In 1879 the partners sold shares in the Homestake Mining Company, and listed it on the New York Stock Exchange. The Homestake would become one of the longest-listed stocks in the history of the NYSE, as Homestake operated the mine until 2001.

Hearst consolidated and enlarged the Homestake property by fair and foul means. He bought out some adjacent claims, and secured others in the courts. A Hearst employee killed a man who refused to sell his claim, but was acquitted in court after all the witnesses disappeared. Hearst purchased newspapers in Deadwood to influence public opinion. An opposing newspaper editor was physically attacked on a Deadwood street. Hearst realized that he might be on the receiving end of violence, and wrote a letter to his partners asking them to provide for his family should he be murdered. Within three years, Hearst had established the mine and acquired significant claims.
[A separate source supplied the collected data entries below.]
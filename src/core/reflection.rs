use super::constants::*;
use super::geometry::Rect;
use glam::DVec2;

/// Pointer position normalized to the container, `[0, 1]` on both axes while
/// the pointer is inside it.
#[inline]
pub fn normalized_in(pointer: DVec2, container: &Rect) -> DVec2 {
    DVec2::new(
        (pointer.x - container.left) / container.width,
        (pointer.y - container.top) / container.height,
    )
}

/// Pointer position in the target's own box, `[0, 100]` on both axes while the
/// pointer is over the target.
///
/// The target box is first expressed in container-normalized units, so a target
/// spanning the whole container yields `global * 100`.
pub fn local_coords(pointer: DVec2, container: &Rect, target: &Rect) -> DVec2 {
    let global = normalized_in(pointer, container);
    let b_left = (target.left - container.left) / container.width;
    let b_right = (target.right() - container.left) / container.width;
    let b_top = (target.top - container.top) / container.height;
    let b_bottom = (target.bottom() - container.top) / container.height;
    DVec2::new(
        (global.x - b_left) / (b_right - b_left) * 100.0,
        (global.y - b_top) / (b_bottom - b_top) * 100.0,
    )
}

/// Reflection strength for a local x coordinate: full at the center, dimming
/// toward both edges, never below the floor. Rounded to two decimals.
#[inline]
pub fn opacity_for(lx: f64) -> f64 {
    let d = (lx - 50.0).abs() / 50.0;
    let o = (1.0 - d * OPACITY_FALLOFF).max(OPACITY_FLOOR);
    (o * 100.0).round() / 100.0
}

/// Derived style values for one reflection target.
#[derive(Debug, Clone, Copy, PartialEq)]
pub struct ReflectionStyle {
    pub reflection: DVec2,
    pub secondary: DVec2,
    pub specular: DVec2,
    pub opacity: f64,
}

impl ReflectionStyle {
    /// Computes the style for a target, or `None` when the container or target
    /// box is degenerate and the result would not be finite.
    pub fn compute(pointer: DVec2, container: &Rect, target: &Rect) -> Option<Self> {
        let local = local_coords(pointer, container, target);
        if !local.is_finite() {
            return None;
        }
        Some(Self::from_local(local))
    }

    pub fn from_local(local: DVec2) -> Self {
        Self {
            reflection: local,
            secondary: DVec2::new(
                100.0 - local.x * SECONDARY_X_SCALE,
                100.0 - local.y * SECONDARY_Y_SCALE,
            ),
            specular: DVec2::new(
                local.x * SPECULAR_X_SCALE + SPECULAR_X_OFFSET,
                local.y * SPECULAR_Y_SCALE,
            ),
            opacity: opacity_for(local.x),
        }
    }

    /// CSS custom properties and their values, ready for `style.setProperty`.
    pub fn properties(&self) -> [(&'static str, String); 7] {
        [
            (PROP_REFLECTION_X, percent(self.reflection.x)),
            (PROP_REFLECTION_Y, percent(self.reflection.y)),
            (PROP_SECONDARY_X, percent(self.secondary.x)),
            (PROP_SECONDARY_Y, percent(self.secondary.y)),
            (PROP_SPECULAR_X, percent(self.specular.x)),
            (PROP_SPECULAR_Y, percent(self.specular.y)),
            (PROP_OPACITY, format!("{:.2}", self.opacity)),
        ]
    }
}

#[inline]
fn percent(v: f64) -> String {
    format!("{v}%")
}
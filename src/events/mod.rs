pub mod pointer;

use wasm_bindgen::closure::Closure;
use wasm_bindgen::JsCast;
use web_sys as web;

/// A registered DOM listener; unregisters itself when dropped.
pub struct EventListener {
    target: web::EventTarget,
    event: &'static str,
    callback: Closure<dyn FnMut(web::Event)>,
}

impl EventListener {
    pub fn new(
        target: &web::EventTarget,
        event: &'static str,
        passive: bool,
        handler: impl FnMut(web::Event) + 'static,
    ) -> anyhow::Result<Self> {
        let callback = Closure::wrap(Box::new(handler) as Box<dyn FnMut(web::Event)>);
        let opts = web::AddEventListenerOptions::new();
        opts.set_passive(passive);
        target
            .add_event_listener_with_callback_and_add_event_listener_options(
                event,
                callback.as_ref().unchecked_ref(),
                &opts,
            )
            .map_err(|e| anyhow::anyhow!("addEventListener({}) failed: {:?}", event, e))?;
        Ok(Self {
            target: target.clone(),
            event,
            callback,
        })
    }
}

impl Drop for EventListener {
    fn drop(&mut self) {
        _ = self
            .target
            .remove_event_listener_with_callback(self.event, self.callback.as_ref().unchecked_ref());
    }
}
// DOM contract with the host page.

// Hero container; the effect stays dormant on pages without it
pub const CONTAINER_ID: &str = "brow";

// Reflection targets, looked up inside the container
pub const REFLECTION_TARGET_SELECTOR: &str = ".bar";

// Extra chrome elements that only receive the glint sweep, looked up page-wide
pub const GLINT_TARGET_SELECTOR: &str = ".chrome-glint";

// Container attributes overriding `EffectConfig` values, e.g. `data-sweep-ms`
pub const CONFIG_ATTR_PREFIX: &str = "data-";
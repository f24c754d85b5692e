//! # Trivia 웹 서버 진입점
//!
//! 이 파일이 수행하는 작업:
//! 1. 환경변수(.env) 로딩
//! 2. 로깅(tracing) 초기화
//! 3. 설정 로딩 (일반/테스트 데이터베이스 선택)
//! 4. SQLite 연결 풀 생성
//! 5. 테이블 생성 (마이그레이션)
//! 6. API 라우터 설정 후 HTTP 서버 시작

use anyhow::{Context, Result};
use trivia::{
    config::Config,
    db,
    routes::{self, AppState},
};
use tracing_subscriber::{layer::SubscriberExt, util::SubscriberInitExt};

#[tokio::main]
async fn main() -> Result<()> {
    // .env 파일이 없어도 에러 없이 넘어갑니다.
    dotenvy::dotenv().ok();

    // RUST_LOG가 없으면 trivia, tower_http 모듈을 debug 레벨로 설정
    tracing_subscriber::registry()
        .with(
            tracing_subscriber::EnvFilter::try_from_default_env()
                .unwrap_or_else(|_| "trivia=debug,tower_http=debug".into()),
        )
        .with(tracing_subscriber::fmt::layer())
        .init();

    // 데이터베이스 URL이 없으면 여기서 종료합니다.
    let config = Config::from_env()?;
    tracing::info!(
        testing = config.testing,
        "Starting Trivia server on {}:{}",
        config.host,
        config.port
    );

    let pool = db::connect(&config.database_url, 5)
        .await
        .with_context(|| format!("failed to connect to {}", config.database_url))?;

    tracing::info!("Creating tables if absent...");
    db::migrate(&pool).await?;

    let app = routes::router(AppState { pool });

    let addr = format!("{}:{}", config.host, config.port);
    let listener = tokio::net::TcpListener::bind(&addr).await?;
    tracing::info!("Server listening on {}", addr);

    axum::serve(listener, app).await?;

    Ok(())
}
He walked out alive, and very rich.

By the time Hearst left the Black Hills in March 1879, he had added the claims of Giant, Golden Star, Netty, May Booth, Golden Star No. 2, Crown Point, Sunrise, and General Ellison to the original two claims of the Manuel Brothers, Golden Terra and Old Abe, totaling 30 acre. The ten-stamp mill had become 200, and 500 employees worked in the mine, mills, offices and shops. Hearst owned the Boulder Ditch and water rights to Whitewood Creek, monopolizing the region. His railroad, Black Hills & Fort Pierre Railroad, gave him access to eastern Dakota Territory.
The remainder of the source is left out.